Hello,
I am trying to extract information from a gff-file using the gffutils package (https://daler.github.io/gffutils/) in python. After creating and loading the "local database" from the gff-file, I want to extract CDS entries for every gene entry (start and stop positions of the CDS), however, I noticed that some genes have multiple entries for CDS, wherein two or more CDS entries either have the same start and/or stop position.
Example : A gene (X) has two CDS entries (CDS_1, CDS_2) and the start and stop positions of these two CDSs are - CDS_1 - start : 75221, stop : 76890 (transcript id - ABC1.1) ; CDS_2 - start : 75221, stop : 76908 (transcript id - ABC1.2)

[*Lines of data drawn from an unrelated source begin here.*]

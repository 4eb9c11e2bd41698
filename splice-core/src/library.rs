//! Finalized artifact library.
//!
//! Resolves client-supplied artifact identifiers to files in the final
//! directory and reads byte spans of them for streaming playback. Identifier
//! validation happens here as well as at the boundary, so no path derived
//! from client input ever escapes the final directory.

use std::io::SeekFrom;
use std::path::PathBuf;

use chrono::{DateTime, Utc};
use serde::Serialize;
use tokio::fs;
use tokio::io::{AsyncReadExt, AsyncSeekExt};

use crate::config::StorageConfig;
use crate::range::ByteRange;
use crate::session::validate_session_id;
use crate::{Result, SpliceError};

/// One finalized recording, as reported by the listing endpoint.
#[derive(Debug, Clone, Serialize)]
pub struct ArtifactEntry {
    pub session_id: String,
    pub filename: String,
    pub size: u64,
    pub created: DateTime<Utc>,
}

/// Read access to finalized artifacts.
pub struct ArtifactLibrary {
    final_dir: PathBuf,
    extension: &'static str,
}

impl ArtifactLibrary {
    /// Creates a library over the configured final directory.
    pub fn new(config: &StorageConfig) -> Self {
        Self {
            final_dir: config.final_dir(),
            extension: config.artifact_extension,
        }
    }

    /// Resolves an artifact identifier to its path in the final directory.
    ///
    /// Clients may pass either the bare session id or the artifact filename
    /// (id plus extension); the extension is stripped before validation.
    ///
    /// # Errors
    ///
    /// - `SpliceError::Validation` - If the identifier fails the session-id
    ///   allow-list after suffix stripping
    pub fn resolve(&self, artifact_id: &str) -> Result<PathBuf> {
        let suffix = format!(".{}", self.extension);
        let session_id = artifact_id.strip_suffix(&suffix).unwrap_or(artifact_id);
        validate_session_id(session_id)?;
        Ok(self
            .final_dir
            .join(format!("{session_id}.{}", self.extension)))
    }

    /// Size of an artifact in bytes, or `None` if it does not exist.
    ///
    /// # Errors
    ///
    /// - `SpliceError::Validation` - If the identifier is invalid
    /// - `SpliceError::Io` - If the metadata lookup failed
    pub async fn artifact_size(&self, artifact_id: &str) -> Result<Option<u64>> {
        let path = self.resolve(artifact_id)?;
        match fs::metadata(&path).await {
            Ok(meta) => Ok(Some(meta.len())),
            Err(e) if e.kind() == std::io::ErrorKind::NotFound => Ok(None),
            Err(e) => Err(e.into()),
        }
    }

    /// Reads exactly the bytes covered by a validated range.
    ///
    /// # Errors
    ///
    /// - `SpliceError::NotFound` - If the artifact is absent
    /// - `SpliceError::Io` - If the read failed
    pub async fn read_span(&self, artifact_id: &str, range: &ByteRange) -> Result<Vec<u8>> {
        let path = self.resolve(artifact_id)?;
        let mut file = match fs::File::open(&path).await {
            Ok(file) => file,
            Err(e) if e.kind() == std::io::ErrorKind::NotFound => {
                return Err(SpliceError::NotFound {
                    resource: format!("artifact {artifact_id}"),
                });
            }
            Err(e) => return Err(e.into()),
        };

        file.seek(SeekFrom::Start(range.start)).await?;
        let mut data = vec![0u8; range.length() as usize];
        file.read_exact(&mut data).await?;
        Ok(data)
    }

    /// MIME type for an artifact, derived from its extension.
    pub fn content_type(&self, artifact_id: &str) -> String {
        let filename = format!("{artifact_id}.{}", self.extension);
        mime_guess::from_path(&filename)
            .first_or_octet_stream()
            .to_string()
    }

    /// Lists all finalized artifacts, newest first.
    ///
    /// # Errors
    ///
    /// - `SpliceError::Io` - If the directory listing failed
    pub async fn list(&self) -> Result<Vec<ArtifactEntry>> {
        let mut entries = Vec::new();
        let mut dir = match fs::read_dir(&self.final_dir).await {
            Ok(dir) => dir,
            // Nothing finalized yet
            Err(e) if e.kind() == std::io::ErrorKind::NotFound => return Ok(entries),
            Err(e) => return Err(e.into()),
        };

        let suffix = format!(".{}", self.extension);
        while let Some(entry) = dir.next_entry().await? {
            let filename = entry.file_name().to_string_lossy().into_owned();
            let Some(session_id) = filename.strip_suffix(&suffix) else {
                continue;
            };
            // Skip in-flight temp files and anything else outside the naming scheme
            if validate_session_id(session_id).is_err() {
                continue;
            }

            let meta = entry.metadata().await?;
            let created = meta
                .created()
                .or_else(|_| meta.modified())
                .map(DateTime::<Utc>::from)
                .unwrap_or_else(|_| Utc::now());

            entries.push(ArtifactEntry {
                session_id: session_id.to_string(),
                filename,
                size: meta.len(),
                created,
            });
        }

        entries.sort_by(|a, b| b.created.cmp(&a.created));
        Ok(entries)
    }
}

#[cfg(test)]
mod tests {
    use super::*;
    use crate::config::SpliceConfig;

    async fn seed_artifact(config: &SpliceConfig, session_id: &str, data: &[u8]) {
        let path = config.storage.final_dir().join(format!("{session_id}.webm"));
        fs::write(path, data).await.unwrap();
    }

    #[tokio::test]
    async fn test_resolve_strips_extension_and_validates() {
        let temp = tempfile::tempdir().unwrap();
        let config = SpliceConfig::for_testing(temp.path());
        let library = ArtifactLibrary::new(&config.storage);

        let bare = library.resolve("abc123").unwrap();
        let suffixed = library.resolve("abc123.webm").unwrap();
        assert_eq!(bare, suffixed);

        assert!(library.resolve("../escape").is_err());
        assert!(library.resolve("a/b.webm").is_err());
    }

    #[tokio::test]
    async fn test_artifact_size_absent_is_none() {
        let temp = tempfile::tempdir().unwrap();
        let config = SpliceConfig::for_testing(temp.path());
        config.storage.ensure_directories().unwrap();
        let library = ArtifactLibrary::new(&config.storage);

        assert_eq!(library.artifact_size("missing").await.unwrap(), None);

        seed_artifact(&config, "present", &[0u8; 42]).await;
        assert_eq!(library.artifact_size("present").await.unwrap(), Some(42));
    }

    #[tokio::test]
    async fn test_read_span_returns_exact_bytes() {
        let temp = tempfile::tempdir().unwrap();
        let config = SpliceConfig::for_testing(temp.path());
        config.storage.ensure_directories().unwrap();
        let library = ArtifactLibrary::new(&config.storage);

        let data: Vec<u8> = (0..=255).collect();
        seed_artifact(&config, "bytes", &data).await;

        let range = ByteRange::parse("bytes=16-31", 256).unwrap();
        let span = library.read_span("bytes", &range).await.unwrap();
        assert_eq!(span, &data[16..=31]);

        let full = library
            .read_span("bytes", &ByteRange::full(256))
            .await
            .unwrap();
        assert_eq!(full, data);
    }

    #[tokio::test]
    async fn test_list_skips_foreign_files_and_sorts() {
        let temp = tempfile::tempdir().unwrap();
        let config = SpliceConfig::for_testing(temp.path());
        config.storage.ensure_directories().unwrap();
        let library = ArtifactLibrary::new(&config.storage);

        seed_artifact(&config, "first", b"aa").await;
        seed_artifact(&config, "second", b"bbbb").await;
        // Temp files and stray names must not appear in listings
        fs::write(
            config.storage.final_dir().join(".first.123.tmp"),
            b"partial",
        )
        .await
        .unwrap();
        fs::write(config.storage.final_dir().join("notes.txt"), b"x")
            .await
            .unwrap();

        let entries = library.list().await.unwrap();
        assert_eq!(entries.len(), 2);
        assert!(entries.iter().any(|e| e.session_id == "first" && e.size == 2));
        assert!(entries.iter().any(|e| e.session_id == "second" && e.size == 4));
    }

    #[tokio::test]
    async fn test_list_empty_when_final_dir_missing() {
        let temp = tempfile::tempdir().unwrap();
        let config = SpliceConfig::for_testing(temp.path());
        let library = ArtifactLibrary::new(&config.storage);

        assert!(library.list().await.unwrap().is_empty());
    }

    #[tokio::test]
    async fn test_content_type_for_webm() {
        let temp = tempfile::tempdir().unwrap();
        let config = SpliceConfig::for_testing(temp.path());
        let library = ArtifactLibrary::new(&config.storage);

        assert_eq!(library.content_type("abc"), "video/webm");
    }
}
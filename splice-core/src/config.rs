//! Centralized configuration for Splice.
//!
//! All tunable parameters and settings are defined here to avoid
//! hard-coded values scattered throughout the codebase.

use std::path::{Path, PathBuf};

/// Central configuration for all Splice components.
///
/// Groups related configuration settings into logical sections.
/// Supports environment variable overrides for runtime customization.
#[derive(Debug, Clone, Default)]
pub struct SpliceConfig {
    pub storage: StorageConfig,
    pub server: ServerConfig,
}

/// Chunk and artifact storage configuration.
///
/// Controls the on-disk layout: a transient chunks area subdivided per
/// session, a temp area for in-flight writes, and a final area holding one
/// artifact per finalized session.
#[derive(Debug, Clone)]
pub struct StorageConfig {
    /// Root directory for all persisted data
    pub data_dir: PathBuf,
    /// Maximum accepted size for a single uploaded chunk
    pub max_chunk_bytes: u64,
    /// Zero-padded width of chunk indices in file names
    pub chunk_index_width: usize,
    /// File extension for stored chunks and finished artifacts
    pub artifact_extension: &'static str,
}

impl Default for StorageConfig {
    fn default() -> Self {
        Self {
            data_dir: PathBuf::from("data"),
            max_chunk_bytes: 50 * 1024 * 1024, // 50 MiB per chunk
            chunk_index_width: 5,
            artifact_extension: "webm",
        }
    }
}

impl StorageConfig {
    /// Directory holding per-session chunk subdirectories.
    pub fn chunks_dir(&self) -> PathBuf {
        self.data_dir.join("uploads").join("chunks")
    }

    /// Directory for in-flight temporary writes, renamed into place on
    /// commit. Kept outside `chunks_dir` so no session id can map onto it.
    pub fn temp_dir(&self) -> PathBuf {
        self.data_dir.join("uploads").join("temp")
    }

    /// Directory holding one finalized artifact per session.
    pub fn final_dir(&self) -> PathBuf {
        self.data_dir.join("uploads").join("final")
    }

    /// Creates the storage directory tree if it does not exist.
    ///
    /// # Errors
    ///
    /// - `std::io::Error` - If a directory cannot be created
    pub fn ensure_directories(&self) -> std::io::Result<()> {
        for dir in [self.chunks_dir(), self.temp_dir(), self.final_dir()] {
            std::fs::create_dir_all(&dir)?;
        }
        Ok(())
    }
}

/// HTTP server configuration.
#[derive(Debug, Clone)]
pub struct ServerConfig {
    /// Host address to bind
    pub host: String,
    /// Port to bind
    pub port: u16,
    /// Allowed CORS origins; empty means permissive
    pub cors_origins: Vec<String>,
    /// Directory of static UI assets served at the root path
    pub ui_dir: PathBuf,
}

impl Default for ServerConfig {
    fn default() -> Self {
        Self {
            host: "0.0.0.0".to_string(),
            port: 3000,
            cors_origins: Vec::new(),
            ui_dir: PathBuf::from("public"),
        }
    }
}

impl SpliceConfig {
    /// Creates configuration with environment variable overrides.
    ///
    /// Allows runtime configuration via environment variables while
    /// maintaining sensible defaults.
    pub fn from_env() -> Self {
        let mut config = Self::default();

        if let Ok(dir) = std::env::var("SPLICE_DATA_DIR") {
            config.storage.data_dir = PathBuf::from(dir);
        }

        if let Ok(limit) = std::env::var("SPLICE_MAX_CHUNK_BYTES") {
            if let Ok(bytes) = limit.parse::<u64>() {
                config.storage.max_chunk_bytes = bytes;
            }
        }

        if let Ok(port) = std::env::var("SPLICE_PORT") {
            if let Ok(port) = port.parse::<u16>() {
                config.server.port = port;
            }
        }

        if let Ok(host) = std::env::var("SPLICE_HOST") {
            config.server.host = host;
        }

        if let Ok(origins) = std::env::var("SPLICE_CORS_ORIGINS") {
            config.server.cors_origins = origins
                .split(',')
                .map(str::trim)
                .filter(|s| !s.is_empty())
                .map(String::from)
                .collect();
        }

        config
    }

    /// Creates a configuration rooted at the given directory, for tests.
    pub fn for_testing(data_dir: &Path) -> Self {
        Self {
            storage: StorageConfig {
                data_dir: data_dir.to_path_buf(),
                ..Default::default()
            },
            server: ServerConfig {
                host: "127.0.0.1".to_string(),
                port: 0,
                ..Default::default()
            },
        }
    }
}

#[cfg(test)]
mod tests {
    use super::*;

    #[test]
    fn test_default_config_values() {
        let config = SpliceConfig::default();

        assert_eq!(config.storage.max_chunk_bytes, 50 * 1024 * 1024);
        assert_eq!(config.storage.chunk_index_width, 5);
        assert_eq!(config.storage.artifact_extension, "webm");
        assert_eq!(config.server.port, 3000);
        assert!(config.server.cors_origins.is_empty());
    }

    #[test]
    fn test_storage_layout_nests_under_data_dir() {
        let config = StorageConfig {
            data_dir: PathBuf::from("/srv/splice"),
            ..Default::default()
        };

        assert_eq!(
            config.chunks_dir(),
            PathBuf::from("/srv/splice/uploads/chunks")
        );
        assert_eq!(
            config.temp_dir(),
            PathBuf::from("/srv/splice/uploads/temp")
        );
        assert_eq!(
            config.final_dir(),
            PathBuf::from("/srv/splice/uploads/final")
        );
    }

    #[test]
    fn test_ensure_directories_creates_tree() {
        let temp = tempfile::tempdir().unwrap();
        let config = SpliceConfig::for_testing(temp.path());

        config.storage.ensure_directories().unwrap();

        assert!(config.storage.chunks_dir().is_dir());
        assert!(config.storage.temp_dir().is_dir());
        assert!(config.storage.final_dir().is_dir());
    }

    #[test]
    fn test_env_override() {
        unsafe {
            std::env::set_var("SPLICE_DATA_DIR", "/tmp/splice-env-test");
            std::env::set_var("SPLICE_MAX_CHUNK_BYTES", "1048576");
            std::env::set_var("SPLICE_PORT", "8080");
            std::env::set_var("SPLICE_CORS_ORIGINS", "http://localhost:5173, https://app.example.com");
        }

        let config = SpliceConfig::from_env();

        assert_eq!(config.storage.data_dir, PathBuf::from("/tmp/splice-env-test"));
        assert_eq!(config.storage.max_chunk_bytes, 1_048_576);
        assert_eq!(config.server.port, 8080);
        assert_eq!(
            config.server.cors_origins,
            vec![
                "http://localhost:5173".to_string(),
                "https://app.example.com".to_string()
            ]
        );

        // Cleanup
        unsafe {
            std::env::remove_var("SPLICE_DATA_DIR");
            std::env::remove_var("SPLICE_MAX_CHUNK_BYTES");
            std::env::remove_var("SPLICE_PORT");
            std::env::remove_var("SPLICE_CORS_ORIGINS");
        }
    }
}
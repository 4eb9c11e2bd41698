//! Axum server wiring for Splice.
//!
//! Owns no business logic: the handlers delegate into splice-core through
//! explicitly injected, trait-typed state, so every collaborator can be
//! swapped for a test double.

use std::sync::Arc;
use std::time::Instant;

use axum::Router;
use axum::extract::DefaultBodyLimit;
use axum::http::HeaderValue;
use axum::routing::{get, post};
use splice_core::{
    ArtifactLibrary, ChunkStore, FileChunkStore, InMemorySessionTracker, ReassemblyEngine,
    SessionTracker, SpliceConfig,
};
use tower_http::cors::{AllowOrigin, Any, CorsLayer};
use tower_http::services::ServeDir;
use tracing::info;

use crate::handlers::{finalize_recording, health, list_recordings, serve_video, upload_chunk};

/// Shared state injected into every handler.
///
/// All collaborators are held behind `Arc`s with trait types at the seams;
/// there is no hidden global session map.
#[derive(Clone)]
pub struct AppState {
    /// In-memory record of received chunk indices per session
    pub tracker: Arc<dyn SessionTracker>,
    /// Durable per-session chunk storage
    pub chunk_store: Arc<dyn ChunkStore>,
    /// Ordered chunk concatenation
    pub engine: Arc<ReassemblyEngine>,
    /// Finalized artifact access
    pub library: Arc<ArtifactLibrary>,
    /// Per-chunk upload size limit in bytes
    pub max_chunk_bytes: u64,
    /// Server start time, for health reporting
    pub started_at: Instant,
}

impl AppState {
    /// Builds the production component graph from configuration.
    pub fn from_config(config: &SpliceConfig) -> Self {
        let tracker: Arc<dyn SessionTracker> = Arc::new(InMemorySessionTracker::new());
        let chunk_store: Arc<dyn ChunkStore> = Arc::new(FileChunkStore::new(&config.storage));
        let engine = Arc::new(ReassemblyEngine::new(
            &config.storage,
            Arc::clone(&chunk_store),
            Arc::clone(&tracker),
        ));
        let library = Arc::new(ArtifactLibrary::new(&config.storage));

        Self {
            tracker,
            chunk_store,
            engine,
            library,
            max_chunk_bytes: config.storage.max_chunk_bytes,
            started_at: Instant::now(),
        }
    }
}

/// Builds the application router with all routes, CORS, and the static UI.
pub fn build_router(state: AppState, config: &SpliceConfig) -> Router {
    let cors = if config.server.cors_origins.is_empty() {
        CorsLayer::new()
            .allow_origin(Any)
            .allow_methods(Any)
            .allow_headers(Any)
    } else {
        let origins: Vec<HeaderValue> = config
            .server
            .cors_origins
            .iter()
            .filter_map(|origin| origin.parse().ok())
            .collect();
        CorsLayer::new()
            .allow_origin(AllowOrigin::list(origins))
            .allow_methods(Any)
            .allow_headers(Any)
    };

    // Multipart framing adds overhead on top of the chunk itself
    let body_limit = (state.max_chunk_bytes as usize).saturating_add(1024 * 1024);

    Router::new()
        .route("/upload-chunk", post(upload_chunk))
        .route("/finalize-recording", post(finalize_recording))
        .route("/video/{session_id}", get(serve_video))
        .route("/recordings", get(list_recordings))
        .route("/health", get(health))
        .fallback_service(ServeDir::new(&config.server.ui_dir))
        .layer(DefaultBodyLimit::max(body_limit))
        .layer(cors)
        .with_state(state)
}

/// Bootstraps storage directories and runs the server until shutdown.
///
/// # Errors
///
/// Returns an error if the storage tree cannot be created or the listen
/// address cannot be bound.
pub async fn run_server(config: SpliceConfig) -> Result<(), Box<dyn std::error::Error>> {
    config.storage.ensure_directories()?;

    let state = AppState::from_config(&config);
    let app = build_router(state, &config);

    let addr = format!("{}:{}", config.server.host, config.server.port);
    let listener = tokio::net::TcpListener::bind(&addr).await?;
    info!(
        "Splice media server running on http://{} (data dir: {})",
        listener.local_addr()?,
        config.storage.data_dir.display()
    );
    axum::serve(listener, app)
        .with_graceful_shutdown(shutdown_signal())
        .await?;
    info!("Splice media server shut down");
    Ok(())
}

/// Resolves on SIGINT or SIGTERM so in-flight requests can drain.
async fn shutdown_signal() {
    let ctrl_c = async {
        let _ = tokio::signal::ctrl_c().await;
    };

    #[cfg(unix)]
    let terminate = async {
        match tokio::signal::unix::signal(tokio::signal::unix::SignalKind::terminate()) {
            Ok(mut signal) => {
                signal.recv().await;
            }
            Err(_) => std::future::pending().await,
        }
    };

    #[cfg(not(unix))]
    let terminate = std::future::pending::<()>();

    tokio::select! {
        () = ctrl_c => {}
        () = terminate => {}
    }
    info!("shutdown signal received");
}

Now, CDS_2 has 18bp more "coverage" than CDS_1, so my logic asks me to delete CDS_1 and only consider CDS_2 for mRNA. Am I correct in assuming so? Also, how do you delete such potentially obsolete/duplicate(?) entries? I tried reading through the documentation of this package, but I could not find any solution.
Thanks in advance!
@Juke-34 many thanks!
I guess this should help. Just out of curiosity - I see this package is for Perl? Do you have any suggestions for python? I could always just trim the file of the short isoforms (thanks for correcting me) and load it in python (I suppose?) and then perform the next tasks, but would be super if I could do this in python too!
it is available as conda package so you don't care it is in perl ;)